Veterinarian - Client Communication Rule

Client Communication Rule - Frequently Asked Questions

The Client Communication Rule, WAC 246-933-345 was created in response to concerns raised by the public on the importance of veterinarian communication with the client so that the client can provide informed consent for veterinary care of their animal(s).

The rule formalizes and clarifies existing standards that veterinarians should already be following for communication with clients and related record-keeping.

Should the veterinarian review every possible diagnostic measure, medication, or treatment they might administer to a patient?

No. The spirit of the rule is to set appropriate expectations with clients so they are informed of what the treatments and diagnostic testing will be. Veterinarians need not review “every possible” diagnostic measure, medication or treatment; however they should review likely and foreseeable care they may administer based on the specific situation.

Veterinarians are held to a professional standard of care, which a competent veterinarian would reasonably do under the same or similar situation. Veterinarians must inform owners, in an easy-to-understand manner, of the likely risks and benefits of a particular diagnostic measure, medication, or treatment, so that the owner can make informed decisions about care.

Should veterinarians contact the client each time there is a change to patient orders for treatment and care? Should they discuss all details of effects the change might have? Similarly, does every medication used during anesthesia require discussion with the client?

A veterinarian should inform a client in advance about the components of a procedure, medications used and why, risks, benefits, alternative measures, and likely outcomes of a procedure. A general plan and likely and foreseeable adjustments to that plan should be developed and discussed with the client prior to hospitalization so the client can give informed consent. The intent is that clients understand the approach being taken.

In emergency situations or when the client cannot be contacted in a timely manner, it may not be reasonable for the veterinarian to seek consent.

How detailed should documentation be? Is there general verbiage that can be used that would adequately cover everything conveyed to owners or should specifics be written down for each case, listing all differential and definitive diagnoses, proposed treatments, side effects, etc.?
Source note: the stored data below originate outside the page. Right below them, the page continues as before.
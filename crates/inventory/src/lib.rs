//! Inventory mutation engine.
//!
//! Aggregates (inventory, loadout, guild), the mutation primitives that change
//! them, the change-set combiner that summarizes those changes, and the flow
//! orchestrators that compose primitives per feature. Everything here is pure
//! domain logic: no IO, no HTTP, no storage.

pub mod acquisition;
pub mod catalog;
pub mod changes;
pub mod collection;
pub mod equipment;
pub mod flows;
pub mod guild;
pub mod inventory;
pub mod loadout;
pub mod primitives;

pub use acquisition::{AcquisitionService, StoreItemAcquisition};
pub use catalog::{
    CatalogError, CatalogItem, ItemCatalog, ItemCategory, RecipeDefinition, Sacrifice, StaticCatalog,
    SyndicateCatalog, SyndicateDefinition, SyndicateTitle,
};
pub use changes::{CountedKind, CurrencyKind, InventoryChanges};
pub use collection::{CountedItems, IdentityMap, TypeCount};
pub use equipment::{EquipmentCategory, EquipmentInventory, EquipmentItem, ItemConfig};
pub use guild::Guild;
pub use inventory::{Affiliation, DailyAllowances, Inventory, OperatorConfig, PendingRecipe, XpInfo};
pub use loadout::{Loadout, LoadoutConfig, LoadoutConfigPayload, LoadoutSlot, NewIdAllocation};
The rule requires a practitioner to document the following topics that were discussed:

  • Proposed diagnostic tests;
  • Differential diagnoses;
  • Definitive diagnoses;
  • Proposed treatments;
  • Common side effects or adverse outcomes from proposed diagnostic testing or treatment;
  • Most likely side effects or adverse outcomes from proposed diagnostic testing or treatment based on patient signalment and disease status. Patient signalment may include, but is not limited to, species, breed, age, and sex;
  • Estimated cost;
  • Prognosis; and
  • Alternate diagnostic and treatment options for the patient.

The rule is intended to clarify the existing standard of care. While the exact amount of detail is best left to the practitioner's discretion, a third party reviewer should be able to discern the information that was provided and the client's consent to care. The rule's intent is not to create additional requirements for documentation. It outlines the standard that the board uses when reviewing disciplinary cases. This should have minimal or no impact for veterinarians following general standards for documentation.
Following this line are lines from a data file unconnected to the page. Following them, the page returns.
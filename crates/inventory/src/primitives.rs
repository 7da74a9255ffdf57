//! Mutation primitives.
//!
//! Each primitive mutates the in-memory [`Inventory`] (or [`Loadout`]) and
//! returns the change-set fragment describing what it did. Nothing here
//! persists; the caller saves the aggregate once the whole flow succeeded.

use indexmap::IndexMap;

use hearth_core::{DomainError, DomainResult, Oid};

use crate::catalog::{ItemCatalog, ItemCategory};
use crate::changes::{CountedKind, CurrencyKind, InventoryChanges};
use crate::collection::TypeCount;
use crate::equipment::EquipmentItem;
use crate::inventory::Inventory;
use crate::loadout::{Loadout, LoadoutConfig, LoadoutConfigPayload, LoadoutSlot, NewIdAllocation};

/// Most copies of one equipment item a single grant may mint.
pub const MAX_EQUIPMENT_GRANT: i64 = 100;

fn out_of_range(what: &str) -> DomainError {
    DomainError::validation(format!("{what} out of range"))
}

fn checked_sum(current: i64, delta: i64, what: &str) -> DomainResult<i64> {
    current.checked_add(delta).ok_or_else(|| out_of_range(what))
}

/// Add a signed amount to regular credits or premium currency.
///
/// No clamping happens here. A premium debit spends free premium currency
/// first; the fragment then carries both the `PremiumCreditsFree` part and the
/// full `PremiumCredits` delta. A balance that would leave `i64` is rejected
/// before anything changes.
pub fn adjust_currency(inventory: &mut Inventory, amount: i64, premium: bool) -> DomainResult<InventoryChanges> {
    let mut changes = InventoryChanges::new();
    if amount == 0 {
        return Ok(changes);
    }

    if !premium {
        inventory.regular_credits = checked_sum(inventory.regular_credits, amount, "RegularCredits")?;
        changes.add_currency(CurrencyKind::RegularCredits, amount);
        return Ok(changes);
    }

    let premium_total = checked_sum(inventory.premium_credits, amount, "PremiumCredits")?;
    if amount < 0 && inventory.premium_credits_free > 0 {
        let from_free = amount.saturating_neg().min(inventory.premium_credits_free);
        inventory.premium_credits_free -= from_free;
        changes.add_currency(CurrencyKind::PremiumCreditsFree, -from_free);
    }
    inventory.premium_credits = premium_total;
    changes.add_currency(CurrencyKind::PremiumCredits, amount);
    Ok(changes)
}

/// Add a signed amount to any scalar currency.
pub fn add_currency(inventory: &mut Inventory, kind: CurrencyKind, amount: i64) -> DomainResult<InventoryChanges> {
    match kind {
        CurrencyKind::RegularCredits => adjust_currency(inventory, amount, false),
        CurrencyKind::PremiumCredits => adjust_currency(inventory, amount, true),
        _ => {
            let mut changes = InventoryChanges::new();
            if amount != 0 {
                let balance = inventory.currency_mut(kind);
                *balance = checked_sum(*balance, amount, kind.key())?;
                changes.add_currency(kind, amount);
            }
            Ok(changes)
        }
    }
}

/// Add (or, with negative counts, consume) stackable items of one kind.
///
/// Duplicate item types within `entries` are summed into one delta. Every
/// stack is range-checked before the first one is touched.
pub fn add_counted(
    inventory: &mut Inventory,
    kind: CountedKind,
    entries: &[TypeCount],
) -> DomainResult<InventoryChanges> {
    let mut summed: IndexMap<&str, i64> = IndexMap::new();
    for entry in entries {
        let total = summed.entry(entry.item_type.as_str()).or_insert(0);
        *total = checked_sum(*total, entry.item_count, &entry.item_type)?;
    }

    let collection = inventory.counted_mut(kind);
    for (item_type, delta) in &summed {
        checked_sum(collection.count(item_type), *delta, item_type)?;
    }

    let mut deltas = Vec::with_capacity(summed.len());
    for (item_type, delta) in summed {
        collection.add(item_type, delta)?;
        deltas.push(TypeCount::new(item_type, delta));
    }

    let mut changes = InventoryChanges::new();
    if !deltas.is_empty() {
        changes.extend_counted(kind, deltas);
    }
    Ok(changes)
}

pub fn add_misc_items(inventory: &mut Inventory, entries: &[TypeCount]) -> DomainResult<InventoryChanges> {
    add_counted(inventory, CountedKind::MiscItems, entries)
}

/// Blueprint counts (owned recipes, not crafts in progress).
pub fn add_recipes(inventory: &mut Inventory, entries: &[TypeCount]) -> DomainResult<InventoryChanges> {
    add_counted(inventory, CountedKind::Recipes, entries)
}

/// Grant `quantity` of an arbitrary catalog item, routed by its category.
///
/// Equipment grants mint one entry per copy and are limited to
/// [`MAX_EQUIPMENT_GRANT`] copies.
pub fn add_item(
    inventory: &mut Inventory,
    catalog: &dyn ItemCatalog,
    item_type: &str,
    quantity: i64,
) -> DomainResult<InventoryChanges> {
    let entry = catalog
        .item(item_type)
        .ok_or_else(|| DomainError::unknown_item_type(item_type))?;

    tracing::debug!(item_type, quantity, category = entry.category.key(), "granting item");

    match entry.category {
        ItemCategory::Currency(kind) => add_currency(inventory, kind, quantity),
        ItemCategory::Counted(kind) => add_counted(inventory, kind, &[TypeCount::new(item_type, quantity)]),
        ItemCategory::Equipment(category) => {
            if !(1..=MAX_EQUIPMENT_GRANT).contains(&quantity) {
                return Err(DomainError::validation(format!(
                    "cannot grant {quantity} of equipment {item_type} (1..={MAX_EQUIPMENT_GRANT})"
                )));
            }
            let collection = inventory.equipment.get_mut(category);
            let mut acquired = Vec::new();
            for _ in 0..quantity {
                let item = EquipmentItem::acquire(item_type);
                collection.insert(item.clone());
                acquired.push(item);
            }
            let mut changes = InventoryChanges::new();
            changes.extend_equipment(category, acquired);
            Ok(changes)
        }
    }
}

/// Identity-based upsert/delete of one loadout config.
///
/// - `remove`: delete the config stored under `slot_id`;
/// - absent: insert under the payload's id, or under the request's fresh id
///   when the payload carries the sentinel id;
/// - present: overwrite its fields in place (identity unchanged).
///
/// Returns the fresh id if this call allocated it.
pub fn merge_loadout_config(
    loadout: &mut Loadout,
    slot: LoadoutSlot,
    slot_id: Oid,
    payload: LoadoutConfigPayload,
    allocation: &mut NewIdAllocation,
) -> Option<Oid> {
    let configs = loadout.slot_mut(slot);

    if payload.remove {
        configs.remove(&slot_id);
        return None;
    }

    if let Some(existing) = configs.get_mut(&slot_id) {
        existing.fields = payload.fields;
        return None;
    }

    if payload.item_id.is_sentinel() {
        let first_use = allocation.allocated().is_none();
        let id = allocation.get_or_allocate();
        configs.insert(LoadoutConfig {
            item_id: id,
            fields: payload.fields,
        });
        return first_use.then_some(id);
    }

    configs.insert(LoadoutConfig {
        item_id: payload.item_id,
        fields: payload.fields,
    });
    None
}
Must veterinarians discuss with the client every possible side-effect, such as bruising with a blood draw with each owner?

Veterinarians must inform a client of outcomes that are reasonably foreseeable. For example, if venipuncture is being performed in a patient with ecchymosis of unknown etiology, the potential for bruising and bleeding should be discussed with the client. The client should be given sufficient information so that they can provide informed consent.

Some clients may not understand all the details of what veterinarians try to communicate with them. Can we still treat the patient?

The veterinarian must provide enough information in a manner the client can understand so that the client can provide informed consent. If that is not possible in a non-emergency situation, the veterinarian should not provide care. In an emergency, if a client is unable or unwilling to provide informed consent, the veterinarian should provide sufficient care to deal with the emergency.

If a client doesn't want to discuss the information can we still treat the patient?

The veterinarian must provide enough information so that the client can provide informed consent. If a client is unable or unwilling to provide informed consent, in a non-emergency situation, the veterinarian should not provide care. In an emergency, if a client is unable or unwilling to provide informed consent, the veterinarian should provide sufficient care to deal with the emergency.

Are there any resources available to help us communicate and provide information to clients?

Yes. Many resources exist. Client information sheets are available for many drugs through the FDA and many professional organizations offer handouts for clients on a variety of topics such as diseases, treatments, procedures, diagnostics, behavior, etc. Some organizations and clinics have also made resources available to the general public on their websites or other online platforms. The board is working on creating a list of links to available resources. This webpage will be updated when those resources are ready.

As a reminder, the new rule is meant to clarify the board's expectations for client communication, based current standards of care and will not significantly change how the board handles disciplinary cases.